И вот на имя Герцена приходит письмо от некого студента, якобы «только что удравшего из Петропавловской крепости». Огареву, переправившему письмо Герцену с просьбой напечатать прокламацию, обращенную к студентам университета, академии и Технологического института (с подписью «Ваш Нечаев»), чудится, что это представитель тайной революционной организации в России, имеющей большое влияние, а, значит, есть перспективы продолжать борьбу, что «поворачивает на воскресенье заграничной прессы». Герцен откликается: пустить прокламацию в Прибавлении к замолкнувшему «Колоколу»? Да это «просто шлехтодыровато».
Ироничная оценка друга Огарева не останавливает. Смириться с таким неприятием Герцена Николай Платонович, пригревший «внучка» (как ласково называет Нечаева), просто не мог. Пристрастие к конспиративной работе, уже продвинувшей создателя планов тайного общества к полному краху, не покидало его.

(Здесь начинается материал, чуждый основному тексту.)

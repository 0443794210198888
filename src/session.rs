//! Session credential handling.
//!
//! Login happens once, on a blocking client, before any async work starts.
//! The resulting [`Credential`] is handed to the fetch phase as a serialized
//! snapshot rather than as a shared live session; the fetch phase imports it and
//! refreshes the access token itself if it has expired in the meantime.

use std::fs;
use std::io::ErrorKind;
use std::path::{Path, PathBuf};
use std::time::Duration;

use base64::{Engine, engine::general_purpose::STANDARD};
use reqwest::StatusCode;
use serde::{Deserialize, Serialize};
use tracing::{debug, info, warn};

use crate::config::Endpoints;
use crate::error::AuthError;

const TOKEN_FILE: &str = "oauth2_token.json";
pub(crate) const USER_AGENT: &str = "Mozilla/5.0";
const AUTH_TIMEOUT: Duration = Duration::from_secs(60);

/// Opaque authenticated-session token.
#[derive(Debug, Clone, PartialEq, Serialize, Deserialize)]
pub struct Credential {
    pub token_type: String,
    pub access_token: String,
    pub refresh_token: String,
    /// Unix timestamp after which `access_token` is rejected.
    pub expires_at: i64,
    /// Unix timestamp after which `refresh_token` can no longer be exchanged.
    pub refresh_token_expires_at: i64,
}

/// Token endpoint response.
#[derive(Debug, Deserialize)]
pub struct TokenResponse {
    pub token_type: String,
    pub access_token: String,
    pub refresh_token: String,
    pub expires_in: i64,
    pub refresh_token_expires_in: Option<i64>,
}

impl Credential {
    pub fn from_token_response(response: TokenResponse, now: i64) -> Self {
        let refresh_ttl = response.refresh_token_expires_in.unwrap_or(response.expires_in);
        Self {
            token_type: response.token_type,
            access_token: response.access_token,
            refresh_token: response.refresh_token,
            expires_at: now + response.expires_in,
            refresh_token_expires_at: now + refresh_ttl,
        }
    }

    pub fn is_expired(&self) -> bool {
        self.is_expired_at(chrono::Utc::now().timestamp())
    }

    pub fn is_expired_at(&self, now: i64) -> bool {
        now >= self.expires_at
    }

    pub fn can_refresh_at(&self, now: i64) -> bool {
        now < self.refresh_token_expires_at
    }

    pub fn authorization_header(&self) -> String {
        format!("{} {}", self.token_type, self.access_token)
    }

    /// Snapshot for handing the credential to another phase.
    pub fn export(&self) -> Result<Vec<u8>, AuthError> {
        let json = serde_json::to_vec(self)
            .map_err(|e| AuthError::InvalidCredentials(format!("cannot serialize token: {e}")))?;
        Ok(STANDARD.encode(json).into_bytes())
    }

    pub fn import(snapshot: &[u8]) -> Result<Self, AuthError> {
        let json = STANDARD
            .decode(snapshot)
            .map_err(|e| AuthError::InvalidCredentials(format!("malformed snapshot: {e}")))?;
        serde_json::from_slice(&json)
            .map_err(|e| AuthError::InvalidCredentials(format!("malformed snapshot: {e}")))
    }
}

/// Source of credentials: a token cache or an interactive login.
pub trait AuthBackend {
    /// Resume a session from `cache_dir`. Must fail with [`AuthError::NotFound`] or
    /// [`AuthError::InvalidCredentials`] when a fresh login is required.
    fn resume(&self, cache_dir: &Path) -> Result<Credential, AuthError>;

    fn login(&self, username: &str, password: &str) -> Result<Credential, AuthError>;
}

/// Owns the credential for the lifetime of the login phase.
#[derive(Debug)]
pub struct CredentialSession {
    credential: Credential,
}

impl CredentialSession {
    /// Log in from the token cache, falling back to username/password.
    ///
    /// The cache is written only after a successful username/password login.
    pub fn obtain<B: AuthBackend>(
        backend: &B,
        cache_dir: &Path,
        username: &str,
        password: &str,
    ) -> Result<Self, AuthError> {
        match backend.resume(cache_dir) {
            Ok(credential) => {
                info!("Logged in with cached token");
                Ok(Self { credential })
            }
            Err(e) if e.allows_fallback() => {
                info!("Cached login unavailable ({e}), signing in as {username}");
                let credential = backend.login(username, password)?;
                store_cached(cache_dir, &credential)?;
                info!("Logged in with username/password, new token saved to {}", cache_dir.display());
                Ok(Self { credential })
            }
            Err(e) => Err(e),
        }
    }

    pub fn credential(&self) -> &Credential {
        &self.credential
    }

    pub fn export(&self) -> Result<Vec<u8>, AuthError> {
        self.credential.export()
    }
}

fn token_path(cache_dir: &Path) -> PathBuf {
    cache_dir.join(TOKEN_FILE)
}

pub fn load_cached(cache_dir: &Path) -> Result<Credential, AuthError> {
    let path = token_path(cache_dir);
    let contents = match fs::read_to_string(&path) {
        Ok(contents) => contents,
        Err(e) if e.kind() == ErrorKind::NotFound => return Err(AuthError::NotFound),
        Err(e) => return Err(AuthError::Cache(e)),
    };
    serde_json::from_str(&contents).map_err(|e| {
        AuthError::InvalidCredentials(format!("unreadable token cache {}: {e}", path.display()))
    })
}

pub fn store_cached(cache_dir: &Path, credential: &Credential) -> Result<(), AuthError> {
    fs::create_dir_all(cache_dir)?;
    let json = serde_json::to_string_pretty(credential)
        .map_err(|e| AuthError::InvalidCredentials(format!("cannot serialize token: {e}")))?;
    fs::write(token_path(cache_dir), json)?;
    Ok(())
}

pub(crate) fn error_for_status(status: StatusCode) -> AuthError {
    match status.as_u16() {
        401 | 403 => AuthError::InvalidCredentials(format!("HTTP {status}")),
        429 => AuthError::RateLimited,
        _ => AuthError::Connection(format!("HTTP {status}")),
    }
}

/// Blocking token backend using an OAuth2 password grant against the
/// deployment's token URL.
///
/// Garmin's production sign-in goes through an SSO ticket and an OAuth1 to
/// OAuth2 exchange, which this backend does not perform, so a fresh login only
/// succeeds against token services that accept the password grant. Cached
/// sessions in garth's `oauth2_token.json` layout are resumed as-is; a different
/// sign-in flow plugs in as another [`AuthBackend`].
pub struct GarminAuth {
    client: reqwest::blocking::Client,
    token_url: String,
}

impl GarminAuth {
    pub fn new(endpoints: &Endpoints) -> Result<Self, AuthError> {
        let client = reqwest::blocking::Client::builder()
            .timeout(AUTH_TIMEOUT)
            .user_agent(USER_AGENT)
            .build()
            .map_err(|e| AuthError::Connection(e.to_string()))?;

        Ok(Self {
            client,
            token_url: endpoints.token_url.clone(),
        })
    }
}

impl AuthBackend for GarminAuth {
    fn resume(&self, cache_dir: &Path) -> Result<Credential, AuthError> {
        let credential = load_cached(cache_dir)?;
        if !credential.can_refresh_at(chrono::Utc::now().timestamp()) {
            warn!("Cached refresh token has expired");
            return Err(AuthError::InvalidCredentials("cached session expired".to_string()));
        }
        Ok(credential)
    }

    fn login(&self, username: &str, password: &str) -> Result<Credential, AuthError> {
        debug!("Requesting token from {}", self.token_url);

        let response = self
            .client
            .post(&self.token_url)
            .form(&[
                ("grant_type", "password"),
                ("username", username),
                ("password", password),
            ])
            .send()
            .map_err(|e| AuthError::Connection(e.to_string()))?;

        let status = response.status();
        if !status.is_success() {
            return Err(error_for_status(status));
        }

        let token: TokenResponse = response
            .json()
            .map_err(|e| AuthError::Connection(format!("unexpected token response: {e}")))?;
        Ok(Credential::from_token_response(token, chrono::Utc::now().timestamp()))
    }
}

/// Exchange the refresh token for a new access token.
pub async fn refresh_credential(
    http: &reqwest::Client,
    token_url: &str,
    credential: &Credential,
) -> Result<Credential, AuthError> {
    let response = http
        .post(token_url)
        .form(&[
            ("grant_type", "refresh_token"),
            ("refresh_token", credential.refresh_token.as_str()),
        ])
        .send()
        .await
        .map_err(|e| AuthError::Connection(e.to_string()))?;

    let status = response.status();
    if !status.is_success() {
        return Err(error_for_status(status));
    }

    let token: TokenResponse = response
        .json()
        .await
        .map_err(|e| AuthError::Connection(format!("unexpected token response: {e}")))?;
    Ok(Credential::from_token_response(token, chrono::Utc::now().timestamp()))
}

Развитие событий в отношениях Огарев — Бакунин — Нечаев — Герцен показало, что Нечаев и не думал восхищаться деятельностью ни дедов, ни отцов, что перед ним стояли чисто прагматические задачи: использовать имя и деньги создателя заграничной печати для целей собственной революционной пропаганды, конечно, понимаемой им по-своему.
В Женеве Нечаев появился в начале апреля 1869-го и непредсказуемо быстро попал под покровительство Бакунина, сблизившись с ним. Их продолжительные беседы, зажигательные речи неистового юноши, его неукротимая энергия, сразившая даже Бакунина, стали залогом полного доверия к будущему организатору революционной пропаганды в России. Огарев увидел в молодом своем друге настоящего вожака, «революционера новой формации», способного «стать руководящей силой будущей крестьянской революции».
Герцен протестовал, осуждал развернутую «троицей» пропагандистскую кампанию. На все просьбы Огарева печатать прокламации, иногда даже за подписью Герцена, он отвечал решительно: нет. Ему было горько и обидно, что он «чуть ли не в первый раз не только не согласен» с другом, но и не уступает ему.
Протесты Герцена против печатной агитации развертывались все шире. Личность Нечаева была ему глубоко антипатична. Разногласия в спорах достигли высшей точки кипения, когда вставали вопросы о продолжении «Колокола» под эгидой Нечаева, а главное, о получении средств из бахметьевского фонда. И все же Герцен должен был уступить. Огарев аргументировал свою настойчивость: деньги от Бахметьева получены под их общую с Герценом расписку. Герцен сдался. Перед самой его смертью возвратившийся в Женеву Нечаев потребовал от него и второй половины оставшихся в фонде средств.